The amended complaint weaves a now-familiar web of political clout with a few bits of new allegations.

Bender and her predecessor, Franklin Tom, had worked at the same Los Angeles law firm before joining the department. Tom, who quit in early 1987, returned to the firm and, within a month, began representing American Continental on its debenture application. A senior partner in the firm is Karl T. Samuelian, who had been Gov. Deukmejian’s chief fund-raiser.

One of Tom’s first acts, the suit claims, was to ask the agency to move the file on American Continental from its San Francisco office to its Los Angeles office. The request came shortly after a staff lawyer in San Francisco warned Tom that the agency might take action against the company “if earnings continued to decline and the quality of earnings deteriorate,” according to an agency report filed with the amended complaint.

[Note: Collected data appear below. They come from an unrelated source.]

//! Shared domain types for the flowlens workspace.

pub mod activity;
pub mod config;
pub mod events;
pub mod metrics;
pub mod person;
pub mod timing;

mod errors;

pub use errors::{FlowlensError, Result};
pub use timing::Architecture;
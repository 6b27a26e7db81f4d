use std::fmt::Write as _;

use super::DiagramRenderer;
use crate::model::{DiagramEdge, DiagramNode, DiagramSpec, EdgeStyle, NodeShape, TimingProvenance};

const MEASURED_STROKE: &str = "stroke:#e53935,stroke-width:2px";

/// Mermaid flowchart source. Measured elements get a red stroke.
#[derive(Debug, Clone, Copy, Default)]
pub struct MermaidRenderer;

fn escape(text: &str) -> String {
    text.replace('"', "#quot;")
}

fn node_line(node: &DiagramNode) -> String {
    let label = escape(&node.label);
    match node.shape {
        NodeShape::Box => format!("{}[\"{label}\"]", node.id),
        NodeShape::Store => format!("{}[(\"{label}\")]", node.id),
    }
}

fn edge_line(edge: &DiagramEdge) -> String {
    let arrow = match edge.style {
        EdgeStyle::Request => "-->",
        EdgeStyle::RoundTrip => "<-->",
        EdgeStyle::Link => "---",
        EdgeStyle::Async => "-.->",
        EdgeStyle::Idle => "-.-",
    };
    match edge.label.as_deref().or(edge.annotation.as_deref()) {
        Some(text) => format!("{} {arrow}|\"{}\"| {}", edge.from, escape(text), edge.to),
        None => format!("{} {arrow} {}", edge.from, edge.to),
    }
}

impl DiagramRenderer for MermaidRenderer {
    fn name(&self) -> &'static str {
        "mermaid"
    }

    fn render(&self, spec: &DiagramSpec) -> String {
        let mut out = String::from("graph TD\n");
        if let Some(caption) = spec.caption() {
            let _ = writeln!(out, "    %% {}", caption.replace(['\r', '\n'], " "));
        }
        if spec.provenance == TimingProvenance::Estimated {
            out.push_str("    %% estimated timings\n");
        }
        for node in &spec.nodes {
            let _ = writeln!(out, "    {}", node_line(node));
        }
        for edge in &spec.edges {
            let _ = writeln!(out, "    {}", edge_line(edge));
        }
        for node in spec.nodes.iter().filter(|n| n.measured) {
            let _ = writeln!(out, "    style {} {MEASURED_STROKE}", node.id);
        }
        for (index, _) in spec.edges.iter().enumerate().filter(|(_, e)| e.measured) {
            let _ = writeln!(out, "    linkStyle {index} {MEASURED_STROKE}");
        }
        out
    }
}
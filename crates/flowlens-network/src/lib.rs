//! HTTP collaborators for both architectures.
//!
//! The orchestrator only sees the [`FederationGateway`] and [`ProjectionGateway`]
//! traits; the `reqwest` implementations live in [`http`].

pub mod http;
pub mod metadata;

use async_trait::async_trait;
use serde_json::Value;

use flowlens_types::{
    person::{NewPerson, PersonSummary},
    FlowlensError, Result,
};

pub use http::{HttpFederationGateway, HttpProjectionGateway};
pub use metadata::{PropagationBreakdown, ServerTiming};

pub fn network_error(msg: impl Into<String>) -> FlowlensError {
    FlowlensError::Network(msg.into())
}

pub fn decode_error(msg: impl Into<String>) -> FlowlensError {
    FlowlensError::Decode(msg.into())
}

/// Decoded response of one backend call plus whatever timing it reported.
#[derive(Debug, Clone, Default, PartialEq)]
pub struct GatewayResponse {
    pub status: u16,
    /// `Value::Null` when the body was empty.
    pub body: Value,
    pub server_timing: ServerTiming,
    /// Only sent by the projection query service.
    pub freshness: Option<String>,
}

impl GatewayResponse {
    pub fn is_success(&self) -> bool {
        (200..300).contains(&self.status)
    }

    /// String or numeric value at a JSON pointer, e.g. `/data/createPerson/id`.
    pub fn string_at(&self, pointer: &str) -> Option<String> {
        match self.body.pointer(pointer)? {
            Value::String(s) if !s.is_empty() => Some(s.clone()),
            Value::Number(n) => Some(n.to_string()),
            _ => None,
        }
    }
}

/// GraphQL federation router.
#[async_trait]
pub trait FederationGateway: Send + Sync {
    /// Composed person read; a non-success status is still a response.
    async fn query_person(&self, id: &str) -> Result<GatewayResponse>;
    async fn create_person(&self, person: &NewPerson) -> Result<GatewayResponse>;
    /// `Ok(false)` when the router answered with a non-success status.
    async fn health(&self) -> Result<bool>;
}

/// Event-driven write side together with its projection read side.
#[async_trait]
pub trait ProjectionGateway: Send + Sync {
    /// Projected composed view; a non-success status is still a response.
    async fn composed_view(&self, id: &str) -> Result<GatewayResponse>;
    async fn list_persons(&self) -> Result<Vec<PersonSummary>>;
    async fn create_person(&self, person: &NewPerson) -> Result<GatewayResponse>;
    /// `Ok(None)` when no consumer is configured or it has no data for `id`.
    async fn propagation_breakdown(&self, id: &str) -> Result<Option<PropagationBreakdown>>;
    async fn health(&self) -> Result<bool>;
}
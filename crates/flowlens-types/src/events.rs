use chrono::{DateTime, Utc};
use serde::{Deserialize, Serialize};
use uuid::Uuid;

use crate::{
    activity::LogEntry,
    metrics::MetricsSnapshot,
    person::PersonSummary,
    timing::{Architecture, MutationTiming},
};

/// Kinds of state change published by the dashboard store.
#[derive(Debug, Clone, Copy, PartialEq, Eq, Serialize, Deserialize)]
pub enum EventKind {
    Metrics,
    Mutation,
    Activity,
    Persons,
}

/// Immutable event envelope for live views and reports.
#[derive(Debug, Clone, Serialize, Deserialize)]
pub struct DashboardEvent {
    pub id: Uuid,
    pub kind: EventKind,
    /// `None` for events that are not tied to one architecture.
    pub architecture: Option<Architecture>,
    pub timestamp: DateTime<Utc>,
    pub payload: EventPayload,
}

#[derive(Debug, Clone, Serialize, Deserialize)]
pub enum EventPayload {
    Metrics(Box<MetricsSnapshot>),
    /// `None` when the mutation timing was cleared.
    Mutation(Option<MutationTiming>),
    Activity(LogEntry),
    Persons(Vec<PersonSummary>),
}

impl DashboardEvent {
    pub fn new(architecture: Option<Architecture>, payload: EventPayload) -> Self {
        let kind = match &payload {
            EventPayload::Metrics(_) => EventKind::Metrics,
            EventPayload::Mutation(_) => EventKind::Mutation,
            EventPayload::Activity(_) => EventKind::Activity,
            EventPayload::Persons(_) => EventKind::Persons,
        };
        Self {
            id: Uuid::new_v4(),
            kind,
            architecture,
            timestamp: Utc::now(),
            payload,
        }
    }
}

In the firm’s Los Angeles office, the suit states, the file was put under the supervision of Robert L. Rifkin, a former law school classmate of Samuelian. Tom and the law firm, Parker, Milliken, Clark, O’Hara & Samuelian, were named as defendants in the original suit.

Rifkin and Samuelian could not be reached for comment.

More than 20,000 people, mostly Southern California depositors, purchased American Continetal’s debentures at Lincoln’s branches. About three-quarters of them were elderly.